Más no debe pasarse por alto otro importante punto de atención, cual es el arbolado, que incluso en algún caso ha sido incluido en el catálogo de árboles notables de Valladolid. Básicamente encontraremos varias acacias de tres espinas en el puente sobre la Esgueva, algunas falsas acacias, cipreses y corpulentos ejemplares de almez. Un árbol que se conoce por otra media docena de nombres vulgares, que es la terminología que aquí he utilizado para citar los árboles.
Comienza el camino allí donde la calle Amor de Dios se divide en avenida Valle de Esgueva y camino del Cementerio, junto a un singular edificio de ladrillo que se conoce como ‘el picón’: unas dependencias sin prácticamente uso pertenecientes a la Confederación Hidrográfica del Duero. Pasado el centenario puente sobre la Esgueva, a mano derecha están la Residencia Deportiva ‘Río Esgueva’, y las renovadas instalaciones deportivas de los años 60 que ahora acogen competiciones del máximo nivel, por tratarse de uno de los pocos Centros Especializados de Alto Rendimiento que hay en España.
Allí donde el Ayuntamiento ha delimitado nuevas calles con nombres de jardines señalados de España, como Jardines de la Alhambra, hay grandes solares a la espera de viviendas y de un nuevo Centro de Salud para servicio de los barrios colindantes. Y prácticamente enfrente está la Casa de Beneficencia, que desde 1818 hasta 1979, año en el que se trasladó aquí, estaba en la calle Real de Burgos (en el edificio que ahora forma parte de la Casa del Estudiante).
El paseo de Belén, que desemboca en el camino del Cementerio, es el punto de partida del Campus Universitario Miguel Delibes, del que vemos la parte de atrás de diversas facultades universitarias. 
Pegado a nuestro camino, la Universidad inauguró hace dos años el Arboreto que rinde homenaje a Miguel Delibes y a los tres paisajes vallisoletanos más característicos, presentes en las novelas del escritor: la Tierra de Pinares, de Campos y los páramos del Cerrato y Torozos. Diversos paneles ilustran sobre la obra de Delibes y los paisajes con su flora y fauna. El nombre de arboreto recoge una tradición universitaria de principios del siglo XIX por la cual se plantaban especies vegetales que sirvieran para hacer prácticas por parte del estudiantado de ciencias y medicina… cuando la medicina era verdaderamente artesanal.

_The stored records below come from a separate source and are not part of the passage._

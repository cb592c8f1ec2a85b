//! EP1 command execution
//!
//! OUT commands (bit 7 clear) are a single send. IN commands (bit 7 set) are
//! followed by an INSYNC byte from the device, a short settling pause and one
//! packet of response data:
//!
//! ```text
//! Idle -> Sending -> AwaitInsync -> Settling -> Receiving -> Idle
//!                 \-> Idle                        (OUT command)
//! ```
//!
//! Any failure aborts the remaining steps. Nothing here retries.

use crate::buffer::IoBuffer;
use crate::error::{Error, InsyncFault, Result};
use crate::frame::CommandFrame;
use crate::transport::{Transport, EP1_IN, EP1_OUT};
use log::{debug, trace};
use std::time::Duration;

/// Timeout for sending a command and receiving its response
pub const CMD_TIMEOUT: Duration = Duration::from_millis(1000);
/// Timeout for the INSYNC byte; the device may still be busy
pub const INSYNC_TIMEOUT: Duration = Duration::from_millis(3000);
/// Pause between INSYNC and the response read while the device latches its
/// reply. Fixed by the hardware, do not shorten.
pub const POST_INSYNC_SETTLE: Duration = Duration::from_millis(60);
/// Handshake byte sent by the device when the response is ready
pub const INSYNC: u8 = 0xff;
/// Maximum single response packet
pub const MAX_PACKET_SIZE: usize = 64;

/// Data returned by an IN command
#[derive(Debug, Clone, Default, PartialEq, Eq)]
pub struct CommandResponse {
    /// Bytes reported by the final transfer
    pub count: usize,
    pub data: Vec<u8>,
}

impl CommandResponse {
    pub fn is_empty(&self) -> bool {
        self.count == 0
    }
}

/// Run one command to completion.
///
/// `out` and `incoming` are the session's EP1 buffers. The frame is staged
/// in `out`; the response lands in `incoming`.
pub fn execute<T: Transport>(
    transport: &mut T,
    frame: &CommandFrame<'_>,
    out: &mut IoBuffer,
    incoming: &mut IoBuffer,
) -> Result<CommandResponse> {
    out.reset();
    let capacity = out.capacity();
    let len = frame.write_to(out.window_mut(capacity)?)?;
    out.set_len(len)?;

    trace!(
        "Sending command 0x{:02x} to {} ({} bytes)",
        frame.command,
        frame.destination,
        len
    );
    send(transport, out.as_slice())?;

    if !frame.expects_response() {
        return Ok(CommandResponse::default());
    }

    await_insync(transport, incoming)?;

    trace!("INSYNC ok, settling for {:?}", POST_INSYNC_SETTLE);
    transport.settle(POST_INSYNC_SETTLE);

    let response = receive(transport, incoming)?;
    debug!(
        "Command 0x{:02x} returned {} bytes",
        frame.command, response.count
    );
    Ok(response)
}

fn send<T: Transport>(transport: &mut T, frame: &[u8]) -> Result<()> {
    let written = transport.write(EP1_OUT, frame, CMD_TIMEOUT)?;
    if written != frame.len() {
        return Err(Error::ShortWrite {
            expected: frame.len(),
            actual: written,
        });
    }
    Ok(())
}

fn await_insync<T: Transport>(transport: &mut T, incoming: &mut IoBuffer) -> Result<()> {
    incoming.reset();
    let window = incoming.window_mut(1)?;
    let count = transport
        .read(EP1_IN, window, INSYNC_TIMEOUT)
        .map_err(|e| Error::OutOfSync(InsyncFault::Transport(Box::new(e))))?;
    if count != 1 {
        return Err(Error::OutOfSync(InsyncFault::Count(count)));
    }
    if window[0] != INSYNC {
        return Err(Error::OutOfSync(InsyncFault::Value(window[0])));
    }
    Ok(())
}

fn receive<T: Transport>(transport: &mut T, incoming: &mut IoBuffer) -> Result<CommandResponse> {
    incoming.reset();
    let count = transport.read(EP1_IN, incoming.window_mut(MAX_PACKET_SIZE)?, CMD_TIMEOUT)?;
    incoming.set_len(count.min(MAX_PACKET_SIZE))?;
    Ok(CommandResponse {
        count,
        data: incoming.as_slice().to_vec(),
    })
}

#[cfg(test)]
mod tests {
    use super::*;
    use crate::buffer::MAX_BUF_SIZE;
    use crate::frame::DEST_MP4X;
    use crate::transport::mock::{Call, MockTransport, Reply};

    fn run(mock: &mut MockTransport, command: u8, payload: &[u8]) -> Result<CommandResponse> {
        let frame = CommandFrame::new(DEST_MP4X, command, payload).unwrap();
        let mut out = IoBuffer::new(MAX_BUF_SIZE);
        let mut incoming = IoBuffer::new(MAX_BUF_SIZE);
        execute(mock, &frame, &mut out, &mut incoming)
    }

    #[test]
    fn in_command_full_sequence() {
        let mut mock = MockTransport::new([
            Reply::Wrote(3),
            Reply::Read(vec![0xff]),
            Reply::Read(vec![0x01, 0x04]),
        ]);
        let resp = run(&mut mock, 0x93, &[]).unwrap();
        assert_eq!(
            resp,
            CommandResponse {
                count: 2,
                data: vec![0x01, 0x04]
            }
        );
        assert_eq!(
            mock.calls,
            vec![
                Call::Write {
                    endpoint: EP1_OUT,
                    data: vec![0x04, 0x93, 0x00],
                    timeout: CMD_TIMEOUT
                },
                Call::Read {
                    endpoint: EP1_IN,
                    len: 1,
                    timeout: INSYNC_TIMEOUT
                },
                Call::Settle(POST_INSYNC_SETTLE),
                Call::Read {
                    endpoint: EP1_IN,
                    len: MAX_PACKET_SIZE,
                    timeout: CMD_TIMEOUT
                },
            ]
        );
    }

    #[test]
    fn out_command_stops_after_send() {
        let mut mock = MockTransport::new([Reply::Wrote(5)]);
        let resp = run(&mut mock, 0x13, &[0xaa, 0xbb]).unwrap();
        assert_eq!(resp, CommandResponse::default());
        assert!(resp.is_empty());
        assert_eq!(mock.calls.len(), 1);
    }

    #[test]
    fn short_write_skips_handshake() {
        let mut mock = MockTransport::new([Reply::Wrote(2), Reply::Read(vec![0xff])]);
        let err = run(&mut mock, 0x93, &[]).unwrap_err();
        assert!(matches!(
            err,
            Error::ShortWrite {
                expected: 3,
                actual: 2
            }
        ));
        assert_eq!(mock.transfers(), 1);
    }

    #[test]
    fn send_transport_error_is_passed_through() {
        let mut mock = MockTransport::new([Reply::Fail]);
        let err = run(&mut mock, 0x93, &[]).unwrap_err();
        assert!(err.is_transport());
        assert_eq!(mock.transfers(), 1);
    }

    #[test]
    fn insync_accepts_only_single_ff() {
        let cases: &[(Vec<u8>, bool)] = &[
            (vec![0xff], true),
            (vec![0x00], false),
            (vec![0xfe], false),
            (vec![], false),
            (vec![0xff, 0xff], false),
            (vec![0x00, 0xff], false),
        ];
        for (insync, ok) in cases {
            let mut mock = MockTransport::new([
                Reply::Wrote(3),
                Reply::Read(insync.clone()),
                Reply::Read(vec![0x01]),
            ]);
            let result = run(&mut mock, 0x93, &[]);
            if *ok {
                assert!(result.is_ok(), "{:?} should be accepted", insync);
            } else {
                let err = result.unwrap_err();
                assert!(
                    matches!(err, Error::OutOfSync(_)),
                    "{:?} gave {:?}",
                    insync,
                    err
                );
                // No settle and no final read after a bad handshake
                assert_eq!(mock.calls.len(), 2);
            }
        }
    }

    #[test]
    fn insync_fault_details() {
        let mut mock = MockTransport::new([Reply::Wrote(3), Reply::Read(vec![0x00])]);
        let err = run(&mut mock, 0x93, &[]).unwrap_err();
        assert!(matches!(err, Error::OutOfSync(InsyncFault::Value(0x00))));

        let mut mock = MockTransport::new([Reply::Wrote(3), Reply::Read(vec![0xff, 0xff])]);
        let err = run(&mut mock, 0x93, &[]).unwrap_err();
        assert!(matches!(err, Error::OutOfSync(InsyncFault::Count(2))));
    }

    #[test]
    fn insync_transport_error_is_out_of_sync() {
        let mut mock = MockTransport::new([Reply::Wrote(3), Reply::Fail]);
        let err = run(&mut mock, 0x93, &[]).unwrap_err();
        assert!(matches!(err, Error::OutOfSync(InsyncFault::Transport(_))));
        assert!(!err.is_transport());
    }

    #[test]
    fn receive_transport_error_is_passed_through() {
        let mut mock = MockTransport::new([Reply::Wrote(3), Reply::Read(vec![0xff]), Reply::Fail]);
        let err = run(&mut mock, 0x93, &[]).unwrap_err();
        assert!(err.is_transport());
        assert_eq!(mock.transfers(), 3);
    }

    #[test]
    fn oversized_response_is_capped_to_one_packet() {
        let mut mock = MockTransport::new([
            Reply::Wrote(3),
            Reply::Read(vec![0xff]),
            Reply::Read(vec![0x5a; 80]),
        ]);
        let resp = run(&mut mock, 0x93, &[]).unwrap();
        assert_eq!(resp.count, 80);
        assert_eq!(resp.data.len(), MAX_PACKET_SIZE);
    }
}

Valladolid tuvo el suyo entre 1849 y 1909 en los jardines de la Facultad de Derecho, único edificio docente que existía entonces. 
Si el camino que estamos recorriendo tiene un destino este es, sin duda, el Cementerio Municipal llamado del Carmen. Sus orígenes se remontan a 1833, cuando en septiembre de aquel año se procedió al primer enterramiento en una huerta que el Ayuntamiento habilitó junto a la iglesia del Carmen de Extramuros. Y en 1843 concluyó la ampliación mediante la ocupación de unas cinco hectáreas (de las 35 que actualmente tiene el cementerio). Por eso en su reja de entrada figura esa fecha. Al cementerio quiso dársele cierta belleza y en la puerta principal se instaló el cuerpo bajo de la fachada del colegio o convento de San Gabriel, que estaba junto a la iglesia de San Agustín, actual Archivo Municipal.